I am sure the actor Robert De Niro would be the first to disagree with me, but I am convinced the Farm Press High Cotton Award is actually a more prestigious honor than the Oscar given each year to the top talent in the motion picture industry.
De Niro is certainly a talented and successful actor. He won the Best Actor Oscar in 1981 for Raging Bull and Best Supporting Oscar in 1975 for the Godfather Part II. Winning an Oscar is no easy task, but neither is winning the High Cotton Award. Actually, it takes more grit, determination, and hard work to win the High Cotton Award than it does to win an Oscar.
As in the past, this year’s High Cotton Award winners are stars just as De Niro, Tom Hanks, Meryl Streep, and other Oscar winners. Not to knock these famous actors, but I maintain the contributions of award-winning cotton farmers are far greater than those of award-winning actors and filmmakers.
This year’s High Cotton Winners are Jerry Hamill of Enfield, N.C., for the Southeast, Doug Scott of Sikeston, Mo., for the Mid-South; Robbie Robbins of Altus, Okla., for the Southwest; and Hansen Ranches of the San Joaquin Valley, Calif., for the West. The winners are described as veteran farmers, innovators, marketers, and industry leaders.
They are known and respected by their peers for growing top quality, sustainable cotton. They credit crop rotation, technology, field variety trials, and soil health management, along with their families and employees for their success. The 2021 winners are the 27th Class of the Farm Press High Cotton Awards.

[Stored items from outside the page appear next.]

//! Coercion of raw model output into the closed domain vocabularies.
//!
//! Every field crossing the LLM boundary is re-validated here. Unknown
//! condition names, tag names, and end types are dropped rather than
//! propagated, so nothing outside the domain enums ever reaches shared
//! state. Mood names stay raw: the transition gate in
//! [`crate::state::MoodStore`] is their single point of entry.

use overseer_core::session::{parse_game_end, GameEnd};
use overseer_core::vocab::{MaterialTag, ObjectCondition};
use overseer_llm::types::{RawChat, RawReaction, RawResolve, RawReview};

/// Speech used when a call site falls back and has nothing to say.
pub const PLACEHOLDER_SPEECH: &str = "...";

/// Description used when resolution falls back or comes back empty.
pub const FALLBACK_DESCRIPTION: &str = "That doesn't seem to work.";

const CHANGE_STATE: &str = "CHANGE_STATE";
const MAX_SCORE: i64 = 10;

// ---------------------------------------------------------------------------
// Resolve
// ---------------------------------------------------------------------------

/// A validated interaction outcome.
#[derive(Debug, Clone, PartialEq, Eq)]
pub struct ResolvedFields {
    /// New object condition, if the interaction changes it.
    pub result_state: Option<ObjectCondition>,
    /// Item produced by the interaction, if any.
    pub output_item: Option<String>,
    /// Tags on the produced item. `Some` only when an item is produced.
    pub output_item_tags: Option<Vec<MaterialTag>>,
    /// Player-facing description.
    pub description: String,
}

impl ResolvedFields {
    /// The no-op outcome used when resolution cannot be performed.
    #[must_use]
    pub fn fallback() -> Self {
        Self {
            result_state: None,
            output_item: None,
            output_item_tags: None,
            description: FALLBACK_DESCRIPTION.to_string(),
        }
    }
}

/// Coerce a raw resolve response.
///
/// Unknown states become `None`, unknown tags are filtered out, and the
/// output item and its tags are coupled: no item means no tags.
#[must_use]
pub fn validate_resolve(raw: RawResolve) -> ResolvedFields {
    let result_state = raw
        .result_state
        .as_deref()
        .and_then(ObjectCondition::from_name);

    let output_item = raw
        .output_item
        .map(|name| name.trim().to_string())
        .filter(|name| !name.is_empty());

    let output_item_tags = if output_item.is_some() {
        raw.output_item_tags
            .map(|tags| {
                tags.iter()
                    .filter_map(|t| MaterialTag::from_name(t))
                    .collect::<Vec<_>>()
            })
            .filter(|tags| !tags.is_empty())
    } else {
        None
    };

    let description = if raw.description.trim().is_empty() {
        FALLBACK_DESCRIPTION.to_string()
    } else {
        raw.description
    };

    ResolvedFields {
        result_state,
        output_item,
        output_item_tags,
        description,
    }
}

// ---------------------------------------------------------------------------
// Reaction
// ---------------------------------------------------------------------------

/// A validated world effect.
#[derive(Debug, Clone, PartialEq, Eq)]
pub struct Effect {
    /// Display name of the target object, matched case-insensitively.
    pub target_name: String,
    /// Condition to set.
    pub new_state: ObjectCondition,
}

/// A validated reaction.
#[derive(Debug, Clone)]
pub struct Reaction {
    /// What Jacobs says. May be the placeholder.
    pub speech: String,
    /// Proposed mood name, still subject to the transition gate.
    pub mood: String,
    /// Session end, if the model called one.
    pub game_end: Option<GameEnd>,
    /// Surviving world effects.
    pub effects: Vec<Effect>,
}

/// Coerce a raw reaction. Effects with an unrecognized type or condition
/// are dropped individually; the rest of the reaction survives.
#[must_use]
pub fn validate_reaction(raw: RawReaction) -> Reaction {
    let effects = raw
        .effects
        .into_iter()
        .filter(|e| e.effect_type == CHANGE_STATE)
        .filter_map(|e| {
            let new_state = ObjectCondition::from_name(&e.new_state)?;
            Some(Effect {
                target_name: e.target_name,
                new_state,
            })
        })
        .collect();

    Reaction {
        speech: nonempty_or_placeholder(raw.speech),
        mood: raw.mood,
        game_end: parse_game_end(&raw.game_end),
        effects,
    }
}

/// The reaction used when the model is unavailable: no speech, no mood
/// change, no effects.
#[must_use]
pub fn fallback_reaction(current_mood: &str) -> Reaction {
    Reaction {
        speech: PLACEHOLDER_SPEECH.to_string(),
        mood: current_mood.to_string(),
        game_end: None,
        effects: Vec::new(),
    }
}

// ---------------------------------------------------------------------------
// Review
// ---------------------------------------------------------------------------

/// A validated phase review.
#[derive(Debug, Clone)]
pub struct Review {
    /// The review speech.
    pub speech: String,
    /// Score, clamped to 0..=10.
    pub score: u8,
    /// Proposed mood name.
    pub mood: String,
    /// Session end, if the review was decisive.
    pub game_end: Option<GameEnd>,
}

/// Coerce a raw review. Out-of-range scores are clamped, never rejected.
#[must_use]
pub fn validate_review(raw: RawReview) -> Review {
    #[allow(clippy::cast_possible_truncation, clippy::cast_sign_loss)]
    let score = raw.score.clamp(0, MAX_SCORE) as u8;
    Review {
        speech: nonempty_or_placeholder(raw.speech),
        score,
        mood: raw.mood,
        game_end: parse_game_end(&raw.game_end),
    }
}

/// The review used when the model is unavailable: zero score, placeholder
/// speech, no mood change.
#[must_use]
pub fn fallback_review(current_mood: &str) -> Review {
    Review {
        speech: PLACEHOLDER_SPEECH.to_string(),
        score: 0,
        mood: current_mood.to_string(),
        game_end: None,
    }
}

// ---------------------------------------------------------------------------
// Chat
// ---------------------------------------------------------------------------

/// A validated chat reply.
#[derive(Debug, Clone)]
pub struct ChatOutcome {
    /// Jacobs' reply text.
    pub reply: String,
    /// Proposed mood name.
    pub mood: String,
    /// Session end, if the exchange was decisive.
    pub game_end: Option<GameEnd>,
}

/// Coerce a raw chat response.
#[must_use]
pub fn validate_chat(raw: RawChat) -> ChatOutcome {
    ChatOutcome {
        reply: nonempty_or_placeholder(raw.reply),
        mood: raw.mood,
        game_end: parse_game_end(&raw.game_end),
    }
}

/// The chat reply used when the model is unavailable.
#[must_use]
pub fn fallback_chat(current_mood: &str) -> ChatOutcome {
    ChatOutcome {
        reply: PLACEHOLDER_SPEECH.to_string(),
        mood: current_mood.to_string(),
        game_end: None,
    }
}

fn nonempty_or_placeholder(text: String) -> String {
    if text.trim().is_empty() {
        PLACEHOLDER_SPEECH.to_string()
    } else {
        text
    }
}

Those awarded Oscars are honored and recognized as winners for life, but so are High Cotton winners. I’ve never met or even seen an Oscar winner in person, but I have met many High Cotton Award winners during my time at Farm Press. All of them are not only outstanding cotton farmers, but solid folks as well.
In my book, a High Cotton winner beats an Oscar winner every time.